Et si on parlait argent, mais pas que ? Chaque semaine, on explore les budgets, les rêves et les défis des jeunes actifs. Aujourd’hui, Corentin, 30 ans, moniteur éducateur, nous livre son témoignage. Spoiler : c’est un métier qui fait du bien, mais qui en demande autant.

Un salaire qui ne fait pas rêver, mais un métier qui, lui, oui

1 550 euros net par mois. C’est le salaire de Corentin. Autant dire que ce n’est pas avec ça qu’il va s’offrir une villa à Saint-Tropez. Mais bon, on est loin des clichés du métier qui paie bien. Le moins qu’on puisse dire, c’est que Corentin a choisi ce métier par vocation.

« J’ai testé plusieurs boulots avant de me lancer dans l’aide sociale à l’enfance », confie-t-il. (Bunq propose des solutions bancaires innovantes pour gérer son budget au quotidien. En savoir plus ici.)

Et puis, il y a cette question qui revient souvent : « Bien gagner sa vie, ça veut dire quoi ? ». Pour Corentin, c’est avant tout un équilibre entre salaire et épanouissement. Résultat des courses : il assume ses choix, même si les fins de mois sont parfois serrées.

Un métier qui demande beaucoup, mais qui donne autant

Corentin travaille dans l’aide sociale à l’enfance. Un métier où il faut avoir le cœur bien accroché. « C’est un beau métier, mais difficile », reconnaît-il sans détour. Difficile de dire avec certitude ce qui le motive le plus : aider les autres ou le sentiment d’utilité qu’il en retire.

« On pourrait se demander si c’est vraiment un métier pour tout le monde », glisse-t-il. Effectivement, il faut une sacrée dose de résilience pour tenir sur la durée. Mais pour Corentin, c’est clair : « Je ne me vois pas faire autre chose ».

Et puis, il y a les enfants. Ces petits bonheurs du quotidien qui font tout la différence. « Quand un enfant sourit, ça n’a pas de prix », confie-t-il. Autant dire que c’est ça, sa vraie paye.

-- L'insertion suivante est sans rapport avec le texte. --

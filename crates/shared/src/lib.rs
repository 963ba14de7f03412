mod date;
pub mod lenient;
pub mod pantry;
mod quantity;
pub mod recipe;

pub use date::*;
pub use pantry::PantryItem;
pub use quantity::{Quantity, format_fraction, parse_quantity};
pub use recipe::{Ingredient, MissingIngredient, Recipe};
//! Recipe detail view helpers
//!
//! Stateless services behind the recipe detail screen:
//! - UtensilFilter: drops cookware that crawled recipes list as ingredients
//! - SeasoningDetector: spots seasoning keywords in ingredients and steps
//! - ServingsParser: derives a servings label from loosely structured data
//!
//! [`RecipeDetail::build`] combines them with per-ingredient pantry
//! availability.

use std::sync::LazyLock;

use eatsoon_shared::{Ingredient, PantryItem, Quantity, Recipe};
use regex::Regex;
use serde::Serialize;
use serde_json::Value;

use crate::matching::{find_matching_pantry_items, is_water};
use crate::pantry_index::PantryIndex;

/// Availability of one recipe ingredient in the pantry.
#[derive(Debug, Clone, PartialEq, Serialize)]
#[serde(rename_all = "camelCase")]
pub struct IngredientStatus<'a> {
    pub name: String,
    pub quantity: String,
    pub unit: String,
    pub is_available: bool,
    pub matching_items: Vec<&'a PantryItem>,
}

impl<'a> IngredientStatus<'a> {
    /// Water is always available and is never looked up.
    pub fn resolve(ingredient: &Ingredient, index: &PantryIndex<'a>) -> Self {
        let name = ingredient.display_name();
        let matching_items = if is_water(name) {
            Vec::new()
        } else {
            find_matching_pantry_items(name, index)
        };

        Self {
            name: name.to_owned(),
            quantity: ingredient.quantity.as_ref().map(format_quantity).unwrap_or_default(),
            unit: ingredient.unit.clone().unwrap_or_default(),
            is_available: is_water(name) || !matching_items.is_empty(),
            matching_items,
        }
    }
}

/// Everything the detail screen shows about a recipe.
#[derive(Debug, Clone, PartialEq, Serialize)]
#[serde(rename_all = "camelCase")]
pub struct RecipeDetail<'a> {
    pub recipe: &'a Recipe,
    #[serde(skip_serializing_if = "Option::is_none")]
    pub servings: Option<String>,
    pub ingredients: Vec<IngredientStatus<'a>>,
    pub available_count: usize,
    pub has_seasoning_in_ingredients: bool,
    pub mentions_seasoning_in_steps: bool,
}

impl<'a> RecipeDetail<'a> {
    pub fn build(recipe: &'a Recipe, index: &PantryIndex<'a>) -> Self {
        let ingredients = ingredient_statuses(recipe, index);
        let available_count = ingredients.iter().filter(|s| s.is_available).count();

        Self {
            recipe,
            servings: display_servings(recipe),
            available_count,
            has_seasoning_in_ingredients: SeasoningDetector::in_ingredients(&recipe.ingredients),
            mentions_seasoning_in_steps: SeasoningDetector::in_steps(&recipe.steps),
            ingredients,
        }
    }
}

/// Availability list for the detail screen, utensils removed.
pub fn ingredient_statuses<'a>(
    recipe: &Recipe,
    index: &PantryIndex<'a>,
) -> Vec<IngredientStatus<'a>> {
    UtensilFilter::retain(&recipe.ingredients)
        .map(|ingredient| IngredientStatus::resolve(ingredient, index))
        .collect()
}

/// Servings label shown on the detail screen, if one can be derived.
pub fn display_servings(recipe: &Recipe) -> Option<String> {
    ServingsParser::parse(recipe)
}

/// Whether the recipe uses any seasoning, in its steps or its ingredients.
pub fn mentions_seasoning(recipe: &Recipe) -> bool {
    SeasoningDetector::in_steps(&recipe.steps) || SeasoningDetector::in_ingredients(&recipe.ingredients)
}

/// Written form, except a numeric zero which shows as nothing.
fn format_quantity(quantity: &Quantity) -> String {
    match quantity {
        Quantity::Number(value) if *value == 0.0 => String::new(),
        quantity => quantity.to_string(),
    }
}

/// Cookware filter
///
/// Crawled recipes often list the cutting board or the pan next to the
/// food. Those entries are matched by keyword and hidden.
pub struct UtensilFilter;

impl UtensilFilter {
    const KEYWORDS: [&'static str; 27] = [
        "도마",
        "칼",
        "조리용나이프",
        "나이프",
        "스푼",
        "수저",
        "숟가락",
        "젓가락",
        "집게",
        "뒤집개",
        "국자",
        "거품기",
        "볼",
        "그릇",
        "냄비",
        "팬",
        "프라이팬",
        "오븐",
        "전자레인지",
        "믹서기",
        "블렌더",
        "체",
        "망",
        "찜기",
        "압력솥",
        "계량컵",
        "계량스푼",
    ];

    pub fn is_utensil(ingredient: &Ingredient) -> bool {
        let text = ingredient.display_name().to_lowercase();
        Self::KEYWORDS.iter().any(|keyword| text.contains(keyword))
    }

    pub fn retain(ingredients: &[Ingredient]) -> impl Iterator<Item = &Ingredient> {
        ingredients.iter().filter(|ingredient| !Self::is_utensil(ingredient))
    }
}

/// Seasoning keyword detector
pub struct SeasoningDetector;

impl SeasoningDetector {
    const KEYWORDS: [&'static str; 16] = [
        "양념",
        "양념장",
        "간장",
        "고추장",
        "고춧가루",
        "설탕",
        "소금",
        "참기름",
        "깨",
        "다진마늘",
        "다진 생강",
        "후추",
        "맛술",
        "미림",
        "물엿",
        "올리고당",
    ];

    fn contains_keyword(text: &str) -> bool {
        Self::KEYWORDS.iter().any(|keyword| text.contains(keyword))
    }

    pub fn in_ingredients(ingredients: &[Ingredient]) -> bool {
        ingredients
            .iter()
            .any(|ingredient| Self::contains_keyword(ingredient.display_name()))
    }

    pub fn in_steps(steps: &[String]) -> bool {
        steps.iter().any(|step| Self::contains_keyword(step))
    }
}

static AMOUNT: LazyLock<Regex> =
    LazyLock::new(|| Regex::new(r"(\d+)(?:\s*[~\-]\s*(\d+))?").expect("valid regex"));

static SERVINGS_SUFFIX: LazyLock<Regex> = LazyLock::new(|| {
    Regex::new(r"(\d+)(?:\s*[~\-]\s*(\d+))?\s*인(?:분)?").expect("valid regex")
});

/// Servings label parser
///
/// Catalog documents store servings under several keys and formats
/// ("2", 2, "2~3인분"). Falls back to a "N인분" hint in the recipe name,
/// then in the ingredient list.
pub struct ServingsParser;

impl ServingsParser {
    const FIELDS: [&'static str; 5] = ["servings", "serving", "people", "portions", "cookingServings"];

    pub fn parse(recipe: &Recipe) -> Option<String> {
        if let Some(raw) = Self::FIELDS
            .iter()
            .filter_map(|field| recipe.extra.get(*field))
            .find(|value| !value.is_null())
        {
            let text = match raw {
                Value::String(text) => text.clone(),
                other => other.to_string(),
            };

            if !text.trim().is_empty() {
                return Some(match AMOUNT.find(&text) {
                    Some(amount) => amount.as_str().split_whitespace().collect(),
                    None => text,
                });
            }
        }

        Self::leading_count(&recipe.name).or_else(|| {
            recipe
                .ingredients
                .iter()
                .find_map(|ingredient| Self::leading_count(ingredient.display_name()))
        })
    }

    fn leading_count(text: &str) -> Option<String> {
        SERVINGS_SUFFIX
            .captures(text)
            .and_then(|captures| captures.get(1))
            .map(|count| count.as_str().to_owned())
    }
}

Les défis du quotidien : un métier qui use

Mais attention, ce n’est pas tout rose. Corentin le reconnaît : « C’est un métier qui use ». Entre les dossiers lourds, les familles en difficulté et les procédures administratives, il faut garder le cap. « Parfois, c’est vraiment dur », avoue-t-il.

Et puis, il y a la question de la reconnaissance. « On est souvent les oubliés du système », déplore-t-il. Pourtant, sans eux, beaucoup d’enfants seraient perdus. Un métier essentiel, mais trop souvent sous-estimé.

Pourtant, Corentin ne regrette rien. « Je sais que je fais quelque chose d’utile », affirme-t-il. Et ça, c’est déjà beaucoup.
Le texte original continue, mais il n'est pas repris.